Although the Bloom filter will be misjudgmental, but this does not affect it to play a big role. Many scenarios have a certain tolerance for misjudgment. For example, we want to solve the problem of heavy judgment by crawlers. Even if a webpage that has not been crawled is mistakenly judged to have been crawled, it is not a major issue for search engines and is tolerable. After all, there are too many web pages, and search engines cannot crawl them 100%.

After understanding the Bloom filter, the problem of deduplication of our crawler web pages is very simple.

We use Bloom filters to record the web links that have been crawled.

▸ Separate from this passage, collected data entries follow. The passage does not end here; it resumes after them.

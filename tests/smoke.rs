//! Integration smoke tests for `teach_pricing`

use teach_pricing::{get_version, price_quote, Catalog, Selection};

#[test]
fn version_is_not_empty() {
    let v = get_version();
    assert!(!v.trim().is_empty());
}

#[test]
fn builtin_catalog_prices_every_course() {
    let catalog = Catalog::builtin();
    for course in &catalog.courses {
        let quote = price_quote(&catalog, &course.id, &Selection::default());
        assert!(quote.is_some_and(|q| q.final_total() > rust_decimal::Decimal::ZERO));
    }
}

Assuming that there are 1 billion web pages that need to be judged, we can use a bitmap of 10 times the size to store it, that is, 10 billion binary bits, which is converted into Bytes, that is about 1.2GB. Before we used a hash table to judge the weight, at least 100GB of space was required. In comparison, the Bloom filter reduces the size of the storage space by a lot.

Then let's take a look again. Is it more efficient to use Bloom filters than hash tables in terms of execution efficiency?

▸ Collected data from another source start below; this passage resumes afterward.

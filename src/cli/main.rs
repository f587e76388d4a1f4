//! Command-line interface entry point for `TeachPricing`

mod args;
mod commands;

use args::{Cli, Command};
use clap::Parser;
use commands::proposal::ProposalOptions;
use teach_pricing::config::Config;
use teach_pricing::info;
use teach_pricing::logger::{enable_debug, enable_verbose, init_file_logging, set_level, Level};

fn main() {
    let args = Cli::parse();

    // Load configuration once at startup and apply CLI overrides to it
    let mut config = Config::load();
    let defaults = Config::from_defaults();
    config.apply_overrides(&args.to_config_overrides());

    // CLI flag overrides config logging.level; fallback warn
    let mut level = args
        .log_level
        .map(Level::from)
        .or_else(|| config.logging.level.parse::<Level>().ok())
        .unwrap_or(Level::Warn);

    if args.debug_flag || level == Level::Debug {
        level = Level::Debug;
        enable_debug();
    }

    let verbose = args.verbose || config.logging.verbose;
    if verbose {
        enable_verbose();
    }
    set_level(level);

    // File logging: CLI flag wins, otherwise config logging.file if set
    let config_log_path = (!config.logging.file.is_empty())
        .then(|| std::path::PathBuf::from(&config.logging.file));

    if let Some(log_path) = args.log_file.as_ref().or(config_log_path.as_ref()) {
        let display_path = log_path.to_string_lossy();
        if init_file_logging(log_path) {
            if verbose {
                eprintln!("✓ File logging initialized at: {display_path}");
            } else {
                info!("File logging initialized at: {display_path}");
            }
        } else {
            eprintln!("✗ Failed to initialize file logging at: {display_path}");
        }
    }

    match args.command {
        Command::Config { subcommand } => {
            commands::config::run(subcommand, &mut config, &defaults);
        }
        Command::Catalog { subcommand } => {
            commands::catalog::run(subcommand, &config);
        }
        Command::Quote { selection, json } => {
            commands::quote::run(&selection, json, &config);
        }
        Command::Proposal {
            selection,
            client,
            format,
            output,
            pdf_converter,
        } => {
            let options = ProposalOptions {
                client: &client,
                format: &format,
                output: output.as_deref(),
                pdf_converter: pdf_converter.as_deref(),
            };
            commands::proposal::run(&selection, &options, &config);
        }
    }
}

Bloom filter uses multiple hash functions to process the same web page link. The CPU only needs to read the webpage link from the memory once and perform multiple hash calculations. In theory, this set of operations is CPU-intensive. In the hash table processing method, it is necessary to read multiple webpage links with the same hash value (hash conflict), and perform string matching with the webpage links to be judged respectively. This operation involves reading a lot of memory data, so it is memory intensive. We know that CPU calculations may be faster than memory accesses, so in theory, the bloom filter's way of judging the weight is faster.

Ⅴ Summary

Through the previous explanation, we know that the Bloom filter is very suitable for this kind of large-scale heavy judgment scene that does not require 100% accuracy and allows a small probability of misjudgment. In addition to the deduplication of crawler pages, there is also, for example, counting the number of UVs per day for a large website, that is, how many users visit the site every day, we can use the Bloom filter to deduplicate users who repeatedly visit.

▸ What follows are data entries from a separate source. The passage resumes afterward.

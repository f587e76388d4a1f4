//! Error types raised at the boundaries of the pricing engine
//!
//! Pricing itself never fails; these cover loading catalogs and accepting
//! selection input from a host.

use rust_decimal::Decimal;
use std::path::PathBuf;
use thiserror::Error;

/// Failure reading or writing a persisted catalog
#[derive(Debug, Error)]
pub enum CatalogError {
    /// The catalog file could not be read or written
    #[error("catalog file {path}: {source}")]
    Io {
        /// File involved
        path: PathBuf,
        /// Underlying I/O error
        #[source]
        source: std::io::Error,
    },

    /// The catalog JSON does not match the catalog shape
    #[error("catalog file {path} is malformed: {source}")]
    Parse {
        /// File involved
        path: PathBuf,
        /// Underlying JSON error
        #[source]
        source: serde_json::Error,
    },

    /// The catalog could not be serialized
    #[error("failed to serialize catalog: {0}")]
    Serialize(#[source] serde_json::Error),
}

/// Invalid selection input
#[derive(Debug, Error, PartialEq, Eq)]
pub enum SelectionError {
    /// Quantity outside the accepted range
    #[error("quantity {quantity} is outside the accepted range 1..={max}")]
    QuantityOutOfRange {
        /// Rejected quantity
        quantity: u32,
        /// Configured maximum
        max: u32,
    },

    /// An assignment was not of the form `KEY=VALUE`
    #[error("expected KEY=VALUE, got '{0}'")]
    MalformedAssignment(String),

    /// A manual override is negative or above the accepted maximum
    #[error("manual amount {amount} for {phase_id}.{line_id} is outside 0..={max}")]
    ManualAmountOutOfRange {
        /// Phase the override belongs to
        phase_id: String,
        /// Line the override belongs to
        line_id: String,
        /// Rejected amount
        amount: Decimal,
        /// Accepted maximum
        max: Decimal,
    },

    /// A line key was not of the form `PHASE.LINE`
    #[error("expected PHASE.LINE, got '{0}'")]
    MalformedLineKey(String),

    /// The value part of an assignment could not be parsed
    #[error("invalid value '{value}' for '{key}'")]
    InvalidValue {
        /// Key the value was assigned to
        key: String,
        /// Rejected value
        value: String,
    },

    /// A selection file could not be read or parsed
    #[error("selection file {path}: {message}")]
    File {
        /// File involved
        path: PathBuf,
        /// What went wrong
        message: String,
    },
}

Earlier we talked about the false positive rate of the Bloom filter, which is mainly related to the number of hash functions and the size of the bitmap. When we keep adding data to the Bloom filter, there are fewer and fewer positions in the bitmap that are not true, and the false positive rate is getting higher and higher. Therefore, we need to support the automatic expansion function for situations where we cannot know the number of data to be judged in advance.

When the ratio of the number of data to the size of the bitmap in the Bloom filter exceeds a certain threshold, we re-apply for a new bitmap, and the new data coming later will be placed in the new bitmap. However, if we want to determine whether a certain data already exists in the Bloom filter, we need to view multiple bitmaps, and the execution efficiency of the response will be reduced.

Bitmap and Bloom filters are widely used, and many programming languages have been implemented. For example, the BitSet class in Java is a bitmap, Redis also provides the BitMap bitmap class, and Google's Guava toolkit provides the implementation of BloomFilter.